What happens beyond connecting data sources?

Most platforms slow down between connecting data sources and using that data to complete work. Linking Salesforce and Jira to a search tool doesn't help if employees must manually copy information between systems to finish tasks.

Solutions like Coworker's enterprise AI agents close this gap by deploying autonomous agents that complete end-to-end workflows across existing tools, converting connected data into measurable automation results without requiring teams to change how they operate.

What Happens When Setup Finishes

Once authorized, connectors begin indexing immediately with ongoing sync schedules that capture real-time updates through webhooks and periodic crawls. Administrators monitor status through dashboards that display indexing progress, permission errors, and connector health, without exposing technical logs or requiring SQL queries.

Scaling from five integrations to fifty doesn't multiply complexityβ€”new connectors follow the same guided process.
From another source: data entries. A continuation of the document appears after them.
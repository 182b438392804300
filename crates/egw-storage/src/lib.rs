//! Bounded HTTP fetching and the local image cache.

pub mod http;
pub mod images;

pub use http::{
    classify_reqwest_error, classify_status, BackoffPolicy, FetchError, FetchedResponse,
    HttpClientConfig, HttpFetcher, RetryDisposition,
};
pub use images::{extension_from_url, FsImageCache, ImageCache, StoredImage};

pub const CRATE_NAME: &str = "egw-storage";
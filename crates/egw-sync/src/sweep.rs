//! Periodic lifecycle sweep over non-terminal games.

use anyhow::Result;
use chrono::{DateTime, Utc};
use egw_core::{evaluate, GameId, LifecycleState};
use tracing::{debug, info};

use crate::store::{GameQuery, GameStore};

#[derive(Debug, Clone, PartialEq, Eq)]
pub struct SweepTransition {
    pub game_id: GameId,
    pub from: LifecycleState,
    pub to: LifecycleState,
}

#[derive(Debug, Clone, Default, PartialEq, Eq)]
pub struct SweepReport {
    pub examined: usize,
    pub transitions: Vec<SweepTransition>,
    /// Rows whose state moved underneath the sweep before it could write.
    pub lost_races: usize,
}

/// Re-evaluates every UPCOMING and ACTIVE game against `now` and persists
/// the state when it differs. Reaching COMPLETED also drops the game's
/// subscriptions and role rows.
pub async fn sweep(store: &GameStore, now: DateTime<Utc>) -> Result<SweepReport> {
    let games = store
        .list_games(&GameQuery::new().states(&[LifecycleState::Upcoming, LifecycleState::Active]))
        .await?;
    let mut report = SweepReport {
        examined: games.len(),
        ..SweepReport::default()
    };

    for game in games {
        let eval = evaluate(game.lifecycle_state, now, game.start_time, game.end_time);
        if eval.state == game.lifecycle_state {
            continue;
        }
        let applied = if eval.state == LifecycleState::Completed {
            store.complete_and_cascade(game.id, game.lifecycle_state).await?
        } else {
            store
                .transition_state(game.id, game.lifecycle_state, eval.state)
                .await?
        };
        if !applied {
            debug!(game_id = game.id, "state changed concurrently; skipping");
            report.lost_races += 1;
            continue;
        }
        info!(
            game_id = game.id,
            from = %game.lifecycle_state,
            to = %eval.state,
            boundary = eval.boundary.describe(),
            "lifecycle transition"
        );
        report.transitions.push(SweepTransition {
            game_id: game.id,
            from: game.lifecycle_state,
            to: eval.state,
        });
    }
    Ok(report)
}
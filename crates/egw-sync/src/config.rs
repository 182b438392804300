use std::path::{Path, PathBuf};
use std::str::FromStr;

use anyhow::{Context, Result};
use chrono::{Duration, FixedOffset};
use egw_adapters::SourceTarget;
use egw_core::WindowConfig;
use serde::Deserialize;

/// What the active-set pass does when more ACTIVE games vanished at once than
/// `completion_guard` allows.
#[derive(Debug, Clone, Copy, PartialEq, Eq)]
pub enum CompletionPolicy {
    WarnAndProceed,
    Abort,
}

impl FromStr for CompletionPolicy {
    type Err = anyhow::Error;

    fn from_str(s: &str) -> Result<Self> {
        match s.trim().to_ascii_lowercase().as_str() {
            "warn" | "warn_and_proceed" | "proceed" => Ok(Self::WarnAndProceed),
            "abort" => Ok(Self::Abort),
            other => anyhow::bail!("unknown completion policy {other:?}"),
        }
    }
}

/// Thresholds of the reconciliation engine and the dispatcher.
#[derive(Debug, Clone, Copy)]
pub struct EngineConfig {
    /// Start-time shift at or beyond which the broadcast flags are reset.
    pub reschedule_reset: Duration,
    pub completion_guard: usize,
    pub completion_policy: CompletionPolicy,
    /// More simultaneous archivals than this and none are applied.
    pub archive_cap: usize,
    pub announcement_lookahead: Duration,
    pub start_notice_lookahead: Duration,
    pub windows: WindowConfig,
}

impl Default for EngineConfig {
    fn default() -> Self {
        Self {
            reschedule_reset: Duration::days(5),
            completion_guard: 10,
            completion_policy: CompletionPolicy::WarnAndProceed,
            archive_cap: 5,
            announcement_lookahead: Duration::days(5),
            start_notice_lookahead: Duration::hours(12),
            windows: WindowConfig::default(),
        }
    }
}

#[derive(Debug, Clone)]
pub struct AppConfig {
    pub database_url: String,
    pub images_dir: PathBuf,
    pub sources_path: PathBuf,
    /// No token means dry-run: messages are logged instead of sent.
    pub bot_token: Option<String>,
    pub telegram_api_base: String,
    pub chat_ids: Vec<i64>,
    pub user_agent: String,
    pub http_timeout_secs: u64,
    pub http_max_retries: usize,
    pub batch_timeout_secs: u64,
    pub source_utc_offset_hours: i32,
    pub scheduler_enabled: bool,
    pub ingest_cron: String,
    pub active_set_cron: String,
    pub sweep_cron: String,
    pub dispatch_cron: String,
    pub engine: EngineConfig,
}

fn env_string(key: &str, default: &str) -> String {
    std::env::var(key).unwrap_or_else(|_| default.to_string())
}

fn env_parse<T: FromStr>(key: &str, default: T) -> T {
    std::env::var(key)
        .ok()
        .and_then(|v| v.trim().parse().ok())
        .unwrap_or(default)
}

fn env_flag(key: &str, default: bool) -> bool {
    std::env::var(key)
        .map(|v| matches!(v.as_str(), "1" | "true" | "TRUE" | "True"))
        .unwrap_or(default)
}

/// Comma separated chat ids; entries that are not integers are ignored.
pub fn parse_chat_ids(raw: &str) -> Vec<i64> {
    raw.split(',')
        .filter_map(|part| part.trim().parse().ok())
        .collect()
}

impl AppConfig {
    pub fn from_env() -> Self {
        let defaults = EngineConfig::default();
        let engine = EngineConfig {
            reschedule_reset: Duration::hours(env_parse("EGW_RESCHEDULE_RESET_HOURS", 5 * 24)),
            completion_guard: env_parse("EGW_COMPLETION_GUARD", defaults.completion_guard),
            completion_policy: env_parse("EGW_COMPLETION_POLICY", defaults.completion_policy),
            archive_cap: env_parse("EGW_ARCHIVE_CAP", defaults.archive_cap),
            announcement_lookahead: Duration::hours(env_parse("EGW_ANNOUNCE_LOOKAHEAD_HOURS", 5 * 24)),
            start_notice_lookahead: Duration::hours(env_parse("EGW_START_NOTICE_LOOKAHEAD_HOURS", 12)),
            windows: WindowConfig {
                window: Duration::minutes(env_parse("EGW_NOTICE_WINDOW_MINUTES", 60)),
                near_end_lead: Duration::hours(env_parse("EGW_NEAR_END_LEAD_HOURS", 48)),
                min_separation: Duration::minutes(env_parse("EGW_MIN_SEPARATION_MINUTES", 60)),
            },
        };

        Self {
            database_url: env_string("DATABASE_URL", "sqlite://egw.db"),
            images_dir: PathBuf::from(env_string("EGW_IMAGES_DIR", "./images")),
            sources_path: PathBuf::from(env_string("EGW_SOURCES", "sources.yaml")),
            bot_token: std::env::var("EGW_BOT_TOKEN").ok().filter(|t| !t.trim().is_empty()),
            telegram_api_base: env_string("EGW_TELEGRAM_API", "https://api.telegram.org"),
            chat_ids: parse_chat_ids(&env_string("EGW_CHAT_IDS", "")),
            user_agent: env_string("EGW_USER_AGENT", "Mozilla/5.0"),
            http_timeout_secs: env_parse("EGW_HTTP_TIMEOUT_SECS", 30),
            http_max_retries: env_parse("EGW_HTTP_MAX_RETRIES", 0),
            batch_timeout_secs: env_parse("EGW_BATCH_TIMEOUT_SECS", 180),
            source_utc_offset_hours: env_parse("EGW_SOURCE_UTC_OFFSET_HOURS", 3),
            scheduler_enabled: env_flag("EGW_SCHEDULER_ENABLED", true),
            ingest_cron: env_string("EGW_INGEST_CRON", "0 15,45 * * * *"),
            active_set_cron: env_string("EGW_ACTIVE_SET_CRON", "0 0,30 * * * *"),
            sweep_cron: env_string("EGW_SWEEP_CRON", "0 20,50 * * * *"),
            dispatch_cron: env_string("EGW_DISPATCH_CRON", "0 5,35 * * * *"),
            engine,
        }
    }

    pub fn source_offset(&self) -> Result<FixedOffset> {
        FixedOffset::east_opt(self.source_utc_offset_hours * 3600).with_context(|| {
            format!(
                "source utc offset {}h is out of range",
                self.source_utc_offset_hours
            )
        })
    }
}

#[derive(Debug, Clone, Deserialize)]
pub struct SourceRegistry {
    pub sources: Vec<SourceTarget>,
}

impl SourceRegistry {
    pub async fn load(path: &Path) -> Result<Self> {
        let text = tokio::fs::read_to_string(path)
            .await
            .with_context(|| format!("reading {}", path.display()))?;
        Self::parse(&text).with_context(|| format!("parsing {}", path.display()))
    }

    pub fn parse(text: &str) -> Result<Self> {
        Ok(serde_yaml::from_str(text)?)
    }
}
use std::collections::HashMap;
use std::sync::Arc;
use std::time::Duration;

use anyhow::Context;
use reqwest::{StatusCode, Url};
use thiserror::Error;
use tokio::sync::{Mutex, Semaphore};
use tracing::{debug, info_span, Instrument};

#[derive(Debug, Clone, Copy, PartialEq, Eq)]
pub enum RetryDisposition {
    Retryable,
    NonRetryable,
}

pub fn classify_status(status: StatusCode) -> RetryDisposition {
    if status.is_server_error() || status == StatusCode::TOO_MANY_REQUESTS {
        RetryDisposition::Retryable
    } else {
        RetryDisposition::NonRetryable
    }
}

pub fn classify_reqwest_error(err: &reqwest::Error) -> RetryDisposition {
    if err.is_timeout() || err.is_connect() {
        RetryDisposition::Retryable
    } else {
        RetryDisposition::NonRetryable
    }
}

#[derive(Debug, Clone, Copy)]
pub struct BackoffPolicy {
    /// Zero disables retries; a failed fetch surfaces immediately.
    pub max_retries: usize,
    pub base_delay: Duration,
    pub max_delay: Duration,
}

impl Default for BackoffPolicy {
    fn default() -> Self {
        Self {
            max_retries: 0,
            base_delay: Duration::from_millis(250),
            max_delay: Duration::from_secs(5),
        }
    }
}

impl BackoffPolicy {
    pub fn delay_for_attempt(&self, attempt_index: usize) -> Duration {
        let factor = 1u32.checked_shl(attempt_index as u32).unwrap_or(u32::MAX);
        let delay = self.base_delay.saturating_mul(factor);
        delay.min(self.max_delay)
    }
}

#[derive(Debug, Clone)]
pub struct HttpClientConfig {
    pub timeout: Duration,
    pub user_agent: Option<String>,
    /// Upper bound on in-flight requests across all hosts.
    pub global_concurrency: usize,
    pub per_host_concurrency: usize,
    pub backoff: BackoffPolicy,
}

impl Default for HttpClientConfig {
    fn default() -> Self {
        Self {
            timeout: Duration::from_secs(30),
            user_agent: Some("Mozilla/5.0".to_string()),
            global_concurrency: 150,
            per_host_concurrency: 16,
            backoff: BackoffPolicy::default(),
        }
    }
}

#[derive(Debug, Clone)]
pub struct FetchedResponse {
    pub status: StatusCode,
    pub final_url: String,
    pub body: Vec<u8>,
}

impl FetchedResponse {
    pub fn text(&self) -> String {
        String::from_utf8_lossy(&self.body).into_owned()
    }
}

#[derive(Debug, Error)]
pub enum FetchError {
    #[error("invalid url {url}: {reason}")]
    InvalidUrl { url: String, reason: String },
    #[error("request failed: {0}")]
    Request(#[from] reqwest::Error),
    #[error("http status {status} for {url}")]
    HttpStatus { status: u16, url: String },
    #[error("connection pool closed")]
    PoolClosed,
}

/// Shared HTTP client. One instance is built at startup and handed to every
/// component that talks to the network.
#[derive(Debug)]
pub struct HttpFetcher {
    client: reqwest::Client,
    global_limit: Arc<Semaphore>,
    per_host_limit: usize,
    per_host: Mutex<HashMap<String, Arc<Semaphore>>>,
    backoff: BackoffPolicy,
}

impl HttpFetcher {
    pub fn new(config: HttpClientConfig) -> anyhow::Result<Self> {
        let mut builder = reqwest::Client::builder()
            .gzip(true)
            .brotli(true)
            .timeout(config.timeout)
            .pool_max_idle_per_host(config.per_host_concurrency.max(1));

        if let Some(user_agent) = &config.user_agent {
            builder = builder.user_agent(user_agent.clone());
        }

        let client = builder.build().context("building reqwest client")?;

        Ok(Self {
            client,
            global_limit: Arc::new(Semaphore::new(config.global_concurrency.max(1))),
            per_host_limit: config.per_host_concurrency.max(1),
            per_host: Mutex::new(HashMap::new()),
            backoff: config.backoff,
        })
    }

    /// Underlying client, for callers that need non-GET requests.
    pub fn client(&self) -> &reqwest::Client {
        &self.client
    }

    async fn per_host_semaphore(&self, host: &str) -> Arc<Semaphore> {
        let mut map = self.per_host.lock().await;
        map.entry(host.to_string())
            .or_insert_with(|| Arc::new(Semaphore::new(self.per_host_limit)))
            .clone()
    }

    /// GETs `url` under the global and per-host limits. Only http(s) urls are
    /// accepted.
    pub async fn fetch_bytes(&self, url: &str) -> Result<FetchedResponse, FetchError> {
        let invalid = |reason: String| FetchError::InvalidUrl {
            url: url.to_string(),
            reason,
        };
        let parsed = Url::parse(url).map_err(|e| invalid(e.to_string()))?;
        if !matches!(parsed.scheme(), "http" | "https") {
            return Err(invalid(format!("unsupported scheme {}", parsed.scheme())));
        }
        let host = parsed.host_str().unwrap_or_default().to_string();

        let _global = self
            .global_limit
            .acquire()
            .await
            .map_err(|_| FetchError::PoolClosed)?;
        let per_host = self.per_host_semaphore(&host).await;
        let _host = per_host.acquire().await.map_err(|_| FetchError::PoolClosed)?;

        let span = info_span!("http_fetch", host = %host, url);
        self.fetch_with_retries(parsed).instrument(span).await
    }

    pub async fn fetch_text(&self, url: &str) -> Result<String, FetchError> {
        Ok(self.fetch_bytes(url).await?.text())
    }

    /// Sleeps and returns true when another attempt is allowed.
    async fn wait_before_retry(&self, attempt: usize, disposition: RetryDisposition) -> bool {
        if attempt >= self.backoff.max_retries || disposition == RetryDisposition::NonRetryable {
            return false;
        }
        tokio::time::sleep(self.backoff.delay_for_attempt(attempt)).await;
        true
    }

    async fn fetch_with_retries(&self, url: Url) -> Result<FetchedResponse, FetchError> {
        let mut attempt = 0usize;
        loop {
            let err = match self.client.get(url.clone()).send().await {
                Ok(resp) if resp.status().is_success() => {
                    let status = resp.status();
                    let final_url = resp.url().to_string();
                    let body = resp.bytes().await?.to_vec();
                    return Ok(FetchedResponse {
                        status,
                        final_url,
                        body,
                    });
                }
                Ok(resp) => {
                    let status = resp.status();
                    if self.wait_before_retry(attempt, classify_status(status)).await {
                        debug!(%status, attempt, "retrying after http status");
                        attempt += 1;
                        continue;
                    }
                    FetchError::HttpStatus {
                        status: status.as_u16(),
                        url: resp.url().to_string(),
                    }
                }
                Err(err) => {
                    if self.wait_before_retry(attempt, classify_reqwest_error(&err)).await {
                        debug!(error = %err, attempt, "retrying after request error");
                        attempt += 1;
                        continue;
                    }
                    FetchError::Request(err)
                }
            };
            return Err(err);
        }
    }
}

#[cfg(test)]
mod tests {
    use super::*;

    #[test]
    fn backoff_logic_is_exponential_and_capped() {
        let policy = BackoffPolicy {
            max_retries: 5,
            base_delay: Duration::from_millis(100),
            max_delay: Duration::from_millis(350),
        };

        assert_eq!(policy.delay_for_attempt(0), Duration::from_millis(100));
        assert_eq!(policy.delay_for_attempt(1), Duration::from_millis(200));
        assert_eq!(policy.delay_for_attempt(2), Duration::from_millis(350));
        assert_eq!(policy.delay_for_attempt(5), Duration::from_millis(350));
    }

    #[test]
    fn default_policy_does_not_retry() {
        assert_eq!(BackoffPolicy::default().max_retries, 0);
    }

    #[test]
    fn throttling_and_server_errors_are_retryable() {
        assert_eq!(
            classify_status(StatusCode::TOO_MANY_REQUESTS),
            RetryDisposition::Retryable
        );
        assert_eq!(
            classify_status(StatusCode::BAD_GATEWAY),
            RetryDisposition::Retryable
        );
        assert_eq!(
            classify_status(StatusCode::NOT_FOUND),
            RetryDisposition::NonRetryable
        );
    }

    #[tokio::test]
    async fn invalid_url_is_rejected_before_any_request() {
        let fetcher = HttpFetcher::new(HttpClientConfig::default()).unwrap();
        let err = fetcher.fetch_bytes("not a url").await.unwrap_err();
        assert!(matches!(err, FetchError::InvalidUrl { .. }));
        let err = fetcher.fetch_bytes("file:///etc/hosts").await.unwrap_err();
        assert!(matches!(err, FetchError::InvalidUrl { .. }));
    }
}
One customer was fully deployed in three weeks. Gartner Peer Insights reviewers consistently praise the "easy integration setup with minimal effort," in contrast to 84 percent of system integration projects that fail or only partially succeed due to skill gaps and technical complexity, according to Integrate.io's 2025 research.

What organizational benefits do streamlined integrations provide?

This simplicity moves control away from IT bottlenecks and into business units, allowing teams to activate new data sources as needs change rather than waiting months for developer availability. Teams adopt the platform faster because it feels like a natural extension of daily tools rather than a complicated project requiring specialized training.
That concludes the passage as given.